Democratic presidential candidate Pete Buttigieg said he no longer reads “LGBT media” due to constant debate and speculation over whether he’s “too gay” or “not gay enough.”
Buttigieg made the comments during an interview Wednesday on SiriusXM’s The Clay Cane Show, NBC News reports.
The South Bend, Ind., mayor was asked by Cane about criticism from “LGBT circles” that “more masculine-presenting men have more access.”
Cane asked Buttigieg, “How different would it be if you were quote unquote ‘more effeminate?’”
“It’s tough for me to know, right, because I just am what I am, and you know, there’s going to be a lot of that,” Buttigieg said. “That’s why I can’t even read the LGBT media anymore, because it’s all, ‘he’s too gay,’ ‘not gay enough,’ ‘wrong kind of gay.’

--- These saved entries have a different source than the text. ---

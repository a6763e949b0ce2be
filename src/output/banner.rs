//! Human-readable run header and footer, written to stderr in verbose mode

use super::formatter::ReportSummary;
use crate::clock::Nanos;
use crate::executor::ResponderSummary;
use crate::models::{RunConfig, Termination};
use crate::types::TimeUnit;
use colored::*;
use std::fmt::Write as _;

pub struct RunBanner {
    use_color: bool,
}

impl RunBanner {
    pub fn new(use_color: bool) -> Self {
        Self { use_color }
    }

    fn heading(&self, text: &str) -> String {
        if self.use_color {
            text.bold().cyan().to_string()
        } else {
            text.to_string()
        }
    }

    fn label(&self, text: &str) -> String {
        if self.use_color {
            text.dimmed().to_string()
        } else {
            text.to_string()
        }
    }

    /// Describe what is about to run
    pub fn header(&self, run: &RunConfig, transport: &str) -> String {
        let mut out = String::new();
        let _ = writeln!(out, "{}", self.heading(&format!("{} v{}", crate::PKG_NAME, crate::VERSION)));

        let termination = match run.termination {
            Termination::Iterations(count) => format!("{} iterations", count),
            Termination::Duration(duration) => format!("{:.3}s", duration.to_unit(TimeUnit::S)),
        };
        let pacing = if run.pacing_interval == Nanos::ZERO {
            "unthrottled".to_string()
        } else {
            format!("every {:.3}us", run.pacing_interval.to_unit(TimeUnit::Us))
        };

        let _ = writeln!(out, "  {} {}", self.label("Run:      "), termination);
        let _ = writeln!(out, "  {} {}", self.label("Warm-up:  "), run.skip);
        let _ = writeln!(out, "  {} {}", self.label("Pacing:   "), pacing);
        let _ = writeln!(out, "  {} {} bytes, {}", self.label("Payload:  "), run.message_size, run.mode);
        let _ = writeln!(out, "  {} {}", self.label("Transport:"), transport);
        let _ = write!(out, "  {} {}", self.label("Units:    "), run.unit);
        out
    }

    /// Summarize a finished initiator run
    pub fn footer(&self, report: &ReportSummary, elapsed: Nanos, responder: Option<&ResponderSummary>) -> String {
        let mut out = String::new();
        let _ = writeln!(out, "{}", self.heading("Run complete"));
        let _ = writeln!(out, "  {} {}", self.label("Recorded: "), report.recorded);
        let _ = writeln!(out, "  {} {}", self.label("Reported: "), report.lines);
        let _ = write!(out, "  {} {:.6}s", self.label("Elapsed:  "), elapsed.to_unit(TimeUnit::S));

        if let Some(responder) = responder {
            let _ = write!(
                out,
                "\n  {} {} handled, {} echoed",
                self.label("Responder:"),
                responder.handled,
                responder.echoed
            );
            if let Some(announced) = responder.count_mismatch() {
                let warning = format!("announced {} payloads, saw {}", announced, responder.timed_payloads());
                let warning = if self.use_color { warning.yellow().to_string() } else { warning };
                let _ = write!(out, "\n  {}", warning);
            }
        }
        out
    }
}

#[cfg(test)]
mod tests {
    use super::*;
    use crate::protocol::SetupMessage;
    use crate::types::ExchangeMode;

    #[test]
    fn test_header_plain() {
        let run = RunConfig {
            termination: Termination::Iterations(100),
            skip: 10,
            mode: ExchangeMode::Echo,
            message_size: 64,
            ..RunConfig::default()
        };
        let header = RunBanner::new(false).header(&run, "local");

        assert!(header.contains("100 iterations"));
        assert!(header.contains("64 bytes, echo"));
        assert!(header.contains("Transport: local"));
        assert!(!header.contains('\u{1b}'));
    }

    #[test]
    fn test_header_duration_and_pacing() {
        let run = RunConfig {
            termination: Termination::Duration(Nanos::new(2_500_000_000)),
            pacing_interval: Nanos::new(50_000),
            ..RunConfig::default()
        };
        let header = RunBanner::new(false).header(&run, "tcp");
        assert!(header.contains("2.500s"));
        assert!(header.contains("every 50.000us"));
    }

    #[test]
    fn test_footer_reports_mismatch() {
        let report = ReportSummary { lines: 8, recorded: 10 };
        let responder = ResponderSummary {
            setup: SetupMessage { message_size: 4, iterations: 12 },
            handled: 11,
            echoed: 0,
            stopped: true,
        };
        let footer = RunBanner::new(false).footer(&report, Nanos::new(1_000_000), Some(&responder));

        assert!(footer.contains("Reported:  8"));
        assert!(footer.contains("0.001000s"));
        assert!(footer.contains("announced 12 payloads, saw 10"));
    }

    #[test]
    fn test_footer_without_responder() {
        let footer = RunBanner::new(false).footer(&ReportSummary::default(), Nanos::ZERO, None);
        assert!(!footer.contains("Responder"));
    }
}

“All I know is life became a lot easier when I just started allowing myself to be myself, and I’ll let other people write up whether I’m ‘too this’ or ‘too that.'”
If you missed my @PeteButtigieg interview, here is a clip of him talking about some of the critiques of him in LGBT media. You can listen to the full interview on demand on @SXMUrbanView. #claycaneshow #claynation #congressionalblackcaucus pic.twitter.com/kTE26m3mWR
— Clay Cane (@claycane) September 18, 2019
However, Buttigieg’s comments drew criticism from LGBTQ media professionals, who pointed out that articles questioning whether he is “gay enough” have appeared in non-LGBTQ media.
Zack Stafford, editor-in-chief of The Advocate, noted that both Slate and The New Republic printed articles that commented on the nature of Buttigieg’s sexuality and presentation, asking if he was “gay enough” or “bad for gays.”
Pete says LGBTQ media is to blame for the pieces dissecting whether he is “gay enough” or not.
However, those two big pieces were in Slate and The New Public. Not LGBTQ media. https://t.co/jfNxjiFCOV
— Zach Stafford (@ZachStafford) September 19, 2019
The New Republic was forced to delete the article in question due to public outcry, after gay writer Dale Peck repeatedly called Buttigieg “Mary Pete” and questioned his sexual behavior.
Phillip Picardi, editor-in-chief of Out magazine, also criticized Buttigieg for not supporting LGBTQ journalism given it is “dwindling despite our rights being threatened at higher rates.”
2. How have you centered LGBTQ+ people in any of your policies thus far as a presidential candidate?
— Phillip Picardi (@pfpicardi) September 19, 2019
A recent high-profile closure came when British LGBTQ media outlet GayStarNews shuttered, citing financial issues and criticizing advertisers for only supporting LGBTQ people and businesses during Pride month.
This isn’t the first time Buttigieg has addressed criticisms about his sexuality or presentation. In the wake of the New Republic article, Buttigieg was asked how he would respond to questions about whether he is “gay enough.”
“You know, there’s not gonna be an answer for everybody,” he told the Associated Press. “The best way I’ve found to deal with that is to just be myself and let other people worry about whether it’s enough.”